* _ASSIGNED TASK_:
Could you copy each line of the entries that contains "None"?

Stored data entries
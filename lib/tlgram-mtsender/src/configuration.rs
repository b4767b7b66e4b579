// Copyright 2020 - developers of the `tlgram` project.
//
// Licensed under the Apache License, Version 2.0 <LICENSE-APACHE or
// https://www.apache.org/licenses/LICENSE-2.0> or the MIT license
// <LICENSE-MIT or https://opensource.org/licenses/MIT>, at your
// option. This file may not be copied, modified, or distributed
// except according to those terms.

const DEFAULT_LOCALE: &str = "en";

/// Client identification parameters sent as part of `InitConnection`, shared
/// by every connection a [`crate::SenderPool`] opens regardless of the
/// datacenter it talks to. Datacenter addressing and authorization keys are
/// instead the responsibility of `tlgram_session::Session`.
#[derive(Clone)]
pub struct ConnectionParams {
    pub device_model: String,
    pub system_version: String,
    pub app_version: String,
    pub system_lang_code: String,
    pub lang_code: String,
}

impl Default for ConnectionParams {
    fn default() -> Self {
        let info = os_info::get();

        let mut system_lang_code = String::new();
        let mut lang_code = String::new();

        #[cfg(not(target_os = "android"))]
        {
            system_lang_code.push_str(&locate_locale::system());
            lang_code.push_str(&locate_locale::user());
        }
        if system_lang_code.is_empty() {
            system_lang_code.push_str(DEFAULT_LOCALE);
        }
        if lang_code.is_empty() {
            lang_code.push_str(DEFAULT_LOCALE);
        }

        Self {
            device_model: format!("{} {}", info.os_type(), info.bitness()),
            system_version: info.version().to_string(),
            app_version: env!("CARGO_PKG_VERSION").to_string(),
            system_lang_code,
            lang_code,
        }
    }
}
/// Getting and applying account difference.
impl MessageBox {
    /// Return the request that needs to be made to get the difference, if any.
    pub fn get_difference(&mut self) -> Option<tl::functions::updates::GetDifference> {
        for entry in [Entry::AccountWide, Entry::SecretChats] {
            if self.getting_diff_for.contains(&entry) {
                if !self.map.contains_key(&entry) {
                    panic!(
                        "Should not try to get difference for an entry {:?} without known state",
                        entry
                    );
                }

                let gd = tl::functions::updates::GetDifference {
                    pts: self.map[&Entry::AccountWide].pts,
                    pts_limit: None,
                    pts_total_limit: None,
                    date: self.date,
                    qts: if self.map.contains_key(&Entry::SecretChats) {
                        self.map[&Entry::SecretChats].pts
                    } else {
                        NO_PTS
                    },
                    qts_limit: None,
                };
                trace!("requesting {:?}", gd);
                return Some(gd);
            }
        }
        None
    }

    /// Similar to [`MessageBox::process_updates`], but using the result from getting difference.
    pub fn apply_difference(
        &mut self,
        difference: tl::enums::updates::Difference,
        chat_hashes: &mut ChatHashCache,
    ) -> (
        Vec<tl::enums::Update>,
        Vec<tl::enums::User>,
        Vec<tl::enums::Chat>,
    ) {
        trace!("applying account difference: {:?}", difference);
        let finish: bool;
        let result = match difference {
            tl::enums::updates::Difference::Empty(diff) => {
                debug!(
                    "handling empty difference (date = {}, seq = {}); no longer getting diff",
                    diff.date, diff.seq
                );
                finish = true;
                self.date = diff.date;
                self.seq = diff.seq;
                (Vec::new(), Vec::new(), Vec::new())
            }
            tl::enums::updates::Difference::Difference(diff) => {
                // TODO return Err(attempt to find users)
                let _ = chat_hashes.extend(&diff.users, &diff.chats);

                debug!(
                    "handling full difference {:?}; no longer getting diff",
                    diff.state
                );
                finish = true;
                self.apply_difference_type(diff, chat_hashes)
            }
            tl::enums::updates::Difference::Slice(tl::types::updates::DifferenceSlice {
                new_messages,
                new_encrypted_messages,
                other_updates,
                chats,
                users,
                intermediate_state: state,
            }) => {
                // TODO return Err(attempt to find users)
                let _ = chat_hashes.extend(&users, &chats);

                debug!("handling partial difference {:?}", state);
                finish = false;
                self.apply_difference_type(
                    tl::types::updates::Difference {
                        new_messages,
                        new_encrypted_messages,
                        other_updates,
                        chats,
                        users,
                        state,
                    },
                    chat_hashes,
                )
            }
            tl::enums::updates::Difference::TooLong(diff) => {
                debug!(
                    "handling too-long difference (pts = {}); no longer getting diff",
                    diff.pts
                );
                finish = true;
                // the deadline will be reset once the diff ends
                self.map.get_mut(&Entry::AccountWide).unwrap().pts = diff.pts;
                (Vec::new(), Vec::new(), Vec::new())
            }
        };

        if finish {
            let account = self.getting_diff_for.contains(&Entry::AccountWide);
            let secret = self.getting_diff_for.contains(&Entry::SecretChats);

            if !account && !secret {
                panic!("Should not be applying the difference when neither account or secret diff was active")
            }

            if account {
                self.end_get_diff(Entry::AccountWide);
            }
            if secret {
                self.end_get_diff(Entry::SecretChats);
            }
        }

        result
    }

    fn apply_difference_type(
        &mut self,
        tl::types::updates::Difference {
            new_messages,
            new_encrypted_messages,
            other_updates: updates,
            chats,
            users,
            state: tl::enums::updates::State::State(state),
        }: tl::types::updates::Difference,
        chat_hashes: &mut ChatHashCache,
    ) -> (
        Vec<tl::enums::Update>,
        Vec<tl::enums::User>,
        Vec<tl::enums::Chat>,
    ) {
        self.map.get_mut(&Entry::AccountWide).unwrap().pts = state.pts;
        self.map.get_mut(&Entry::SecretChats).unwrap().pts = state.qts;
        self.date = state.date;
        self.seq = state.seq;

        // other_updates can contain things like UpdateChannelTooLong and UpdateNewChannelMessage.
        // We need to process those as if they were socket updates to discard any we have already handled.
        let us = tl::enums::Updates::Updates(tl::types::Updates {
            updates,
            users,
            chats,
            date: NO_DATE,
            seq: NO_SEQ,
        });

        // It is possible that the result from `GetDifference` includes users with `min = true`.
        // TODO in that case, we will have to resort to getUsers.
        let (mut result_updates, users, chats) = self
            .process_updates(us, chat_hashes)
            .expect("gap is detected while applying difference");

        result_updates.extend(
            new_messages
                .into_iter()
                .map(|message| {
                    tl::types::UpdateNewMessage {
                        message,
                        pts: NO_PTS,
                        pts_count: 0,
                    }
                    .into()
                })
                .chain(new_encrypted_messages.into_iter().map(|message| {
                    tl::types::UpdateNewEncryptedMessage {
                        message,
                        qts: NO_PTS,
                    }
                    .into()
                })),
        );

        (result_updates, users, chats)
    }
}
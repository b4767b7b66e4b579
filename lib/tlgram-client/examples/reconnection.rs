//! this example demonstrate how to implement custom Reconnection Polies

use tlgram_client::session::Session;
use tlgram_client::{Client, Config, InitParams, ReconnectionPolicy};
use std::ops::ControlFlow;
use std::time::Duration;
use tokio::runtime;

type Result = std::result::Result<(), Box<dyn std::error::Error>>;

/// note that this can contain any value you need, in this case, its empty
struct MyPolicy;

impl ReconnectionPolicy for MyPolicy {
    ///this is the only function you need to implement,
    /// it gives you the attempted reconnections, and `self` in case you have any data in your struct.
    /// you should return a [`ControlFlow`] which can be either `Break` or `Continue`, break will **NOT** attempt a reconnection,
    /// `Continue` **WILL** try to reconnect after the given **Duration**.
    ///
    /// in this example we are simply sleeping exponentially based on the attempted count,
    /// however this is not a really good practice for production since we are just doing 2 raised to the power of attempts and that will result to massive
    /// numbers very soon, just an example!
    fn should_retry(&self, attempts: usize) -> ControlFlow<(), Duration> {
        let duration = u64::pow(2, attempts as _);
        ControlFlow::Continue(Duration::from_millis(duration))
    }
}

async fn async_main() -> Result {
    println!("Connecting to Telegram...");
    let client = Client::connect(Config {
        session: Session::load_file_or_create("ping.session")?,
        api_id: 1, // not actually logging in, but has to look real
        api_hash: "".to_string(),
        params: InitParams {
            reconnection_policy: &MyPolicy,
            ..Default::default()
        },
    })
    .await?;

    /// happy listening to updates forever!!
    use tlgram_client::Update;

    while let Some(update) = client.next_update().await? {
        match update {
            Update::NewMessage(message) if !message.outgoing() => {
                message.respond(message.text()).await?;
            }
            _ => {}
        }
    }
    Ok(())
}

fn main() -> Result {
    runtime::Builder::new_current_thread()
        .enable_all()
        .build()
        .unwrap()
        .block_on(async_main())
}
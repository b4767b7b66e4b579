// Copyright 2020 - developers of the `tlgram` project.
//
// Licensed under the Apache License, Version 2.0 <LICENSE-APACHE or
// https://www.apache.org/licenses/LICENSE-2.0> or the MIT license
// <LICENSE-MIT or https://opensource.org/licenses/MIT>, at your
// option. This file may not be copied, modified, or distributed
// except according to those terms.

use tlgram_secret::IncomingMessage;
use tlgram_tl_types as tl;

/// A single event delivered by [`crate::Client::next_update`].
///
/// Kept deliberately thin: everything that would otherwise require a rendering layer
/// (entities, reply markup, media) is left as the raw wire type for the caller to
/// interpret, rather than re-built here.
#[derive(Debug)]
pub enum Update {
    /// A decrypted message arrived on one of the secret chats tracked by the client.
    NewEncryptedMessage {
        chat_id: i32,
        message: IncomingMessage,
    },

    /// The state of a secret chat changed (requested, accepted, rekeyed, discarded).
    Encryption(tl::enums::EncryptedChat),

    /// Anything else, verbatim.
    Raw(tl::enums::Update),
}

* _RESULT OF THIS TASK_:
                    pts_limit: None,
                    pts_total_limit: None,
                    qts_limit: None,
        None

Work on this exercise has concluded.